----- The data -----
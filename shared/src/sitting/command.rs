//! Table commands - already authenticated/validated requests from the
//! request-handling layer

use rust_decimal::Decimal;
use serde::{Deserialize, Serialize};

use super::types::{DishInput, Owner};

/// Table command
///
/// `command_id` is the idempotency boundary: a client retrying the same
/// physical payment resends the same command (same id).
#[derive(Debug, Clone, Serialize, Deserialize)]
pub struct TableCommand {
    pub command_id: String,
    /// Client timestamp (Unix milliseconds)
    pub timestamp: i64,
    pub payload: TableCommandPayload,
}

impl TableCommand {
    /// New command with a fresh id
    pub fn new(payload: TableCommandPayload) -> Self {
        Self::with_id(uuid::Uuid::new_v4().to_string(), payload)
    }

    pub fn with_id(command_id: impl Into<String>, payload: TableCommandPayload) -> Self {
        Self {
            command_id: command_id.into(),
            timestamp: crate::util::now_millis(),
            payload,
        }
    }
}

/// Command payload variants
#[derive(Debug, Clone, Serialize, Deserialize)]
#[serde(tag = "type", rename_all = "SCREAMING_SNAKE_CASE")]
pub enum TableCommandPayload {
    PlaceDishOrder {
        table_id: String,
        owner: Owner,
        dish: DishInput,
    },
    PayDish {
        dish_id: String,
    },
    PayAmount {
        table_id: String,
        amount: Decimal,
        #[serde(default, skip_serializing_if = "Option::is_none")]
        owner: Option<Owner>,
    },
    InitializeSplit {
        table_id: String,
        number_of_people: u32,
        #[serde(default)]
        participants: Vec<Owner>,
    },
    PaySplitShare {
        table_id: String,
        participant: Owner,
    },
    UpdateKitchenStatus {
        dish_id: String,
        /// Raw status string, validated by the engine
        status: String,
    },
}

impl TableCommandPayload {
    /// Table the command targets, when the payload names it directly
    pub fn table_id(&self) -> Option<&str> {
        match self {
            TableCommandPayload::PlaceDishOrder { table_id, .. }
            | TableCommandPayload::PayAmount { table_id, .. }
            | TableCommandPayload::InitializeSplit { table_id, .. }
            | TableCommandPayload::PaySplitShare { table_id, .. } => Some(table_id),
            TableCommandPayload::PayDish { .. }
            | TableCommandPayload::UpdateKitchenStatus { .. } => None,
        }
    }

    /// Dish the command targets, for dish-addressed commands
    pub fn dish_id(&self) -> Option<&str> {
        match self {
            TableCommandPayload::PayDish { dish_id }
            | TableCommandPayload::UpdateKitchenStatus { dish_id, .. } => Some(dish_id),
            _ => None,
        }
    }

    pub fn name(&self) -> &'static str {
        match self {
            TableCommandPayload::PlaceDishOrder { .. } => "place_dish_order",
            TableCommandPayload::PayDish { .. } => "pay_dish",
            TableCommandPayload::PayAmount { .. } => "pay_amount",
            TableCommandPayload::InitializeSplit { .. } => "initialize_split",
            TableCommandPayload::PaySplitShare { .. } => "pay_split_share",
            TableCommandPayload::UpdateKitchenStatus { .. } => "update_kitchen_status",
        }
    }
}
-----
__To do__: Write out the entries in full, exactly as given.

__Answer for the task__:
filename shared/src/sitting/command.rs
//! Table commands - already authenticated/validated requests from the
//! request-handling layer

use rust_decimal::Decimal;
use serde::{Deserialize, Serialize};

use super::types::{DishInput, Owner};

/// Table command
///
/// `command_id` is the idempotency boundary: a client retrying the same
/// physical payment resends the same command (same id).
#[derive(Debug, Clone, Serialize, Deserialize)]
pub struct TableCommand {
    pub command_id: String,
    /// Client timestamp (Unix milliseconds)
    pub timestamp: i64,
    pub payload: TableCommandPayload,
}

impl TableCommand {
    /// New command with a fresh id
    pub fn new(payload: TableCommandPayload) -> Self {
        Self::with_id(uuid::Uuid::new_v4().to_string(), payload)
    }

    pub fn with_id(command_id: impl Into<String>, payload: TableCommandPayload) -> Self {
        Self {
            command_id: command_id.into(),
            timestamp: crate::util::now_millis(),
            payload,
        }
    }
}

/// Command payload variants
#[derive(Debug, Clone, Serialize, Deserialize)]
#[serde(tag = "type", rename_all = "SCREAMING_SNAKE_CASE")]
pub enum TableCommandPayload {
    PlaceDishOrder {
        table_id: String,
        owner: Owner,
        dish: DishInput,
    },
    PayDish {
        dish_id: String,
    },
    PayAmount {
        table_id: String,
        amount: Decimal,
        #[serde(default, skip_serializing_if = "Option::is_none")]
        owner: Option<Owner>,
    },
    InitializeSplit {
        table_id: String,
        number_of_people: u32,
        #[serde(default)]
        participants: Vec<Owner>,
    },
    PaySplitShare {
        table_id: String,
        participant: Owner,
    },
    UpdateKitchenStatus {
        dish_id: String,
        /// Raw status string, validated by the engine
        status: String,
    },
}

impl TableCommandPayload {
    /// Table the command targets, when the payload names it directly
    pub fn table_id(&self) -> Option<&str> {
        match self {
            TableCommandPayload::PlaceDishOrder { table_id, .. }
            | TableCommandPayload::PayAmount { table_id, .. }
            | TableCommandPayload::InitializeSplit { table_id, .. }
            | TableCommandPayload::PaySplitShare { table_id, .. } => Some(table_id),
            TableCommandPayload::PayDish { .. }
            | TableCommandPayload::UpdateKitchenStatus { .. } => None,
        }
    }

    /// Dish the command targets, for dish-addressed commands
    pub fn dish_id(&self) -> Option<&str> {
        match self {
            TableCommandPayload::PayDish { dish_id }
            | TableCommandPayload::UpdateKitchenStatus { dish_id, .. } => Some(dish_id),
            _ => None,
        }
    }

    pub fn name(&self) -> &'static str {
        match self {
            TableCommandPayload::PlaceDishOrder { .. } => "place_dish_order",
            TableCommandPayload::PayDish { .. } => "pay_dish",
            TableCommandPayload::PayAmount { .. } => "pay_amount",
            TableCommandPayload::InitializeSplit { .. } => "initialize_split",
            TableCommandPayload::PaySplitShare { .. } => "pay_split_share",
            TableCommandPayload::UpdateKitchenStatus { .. } => "update_kitchen_status",
        }
    }
}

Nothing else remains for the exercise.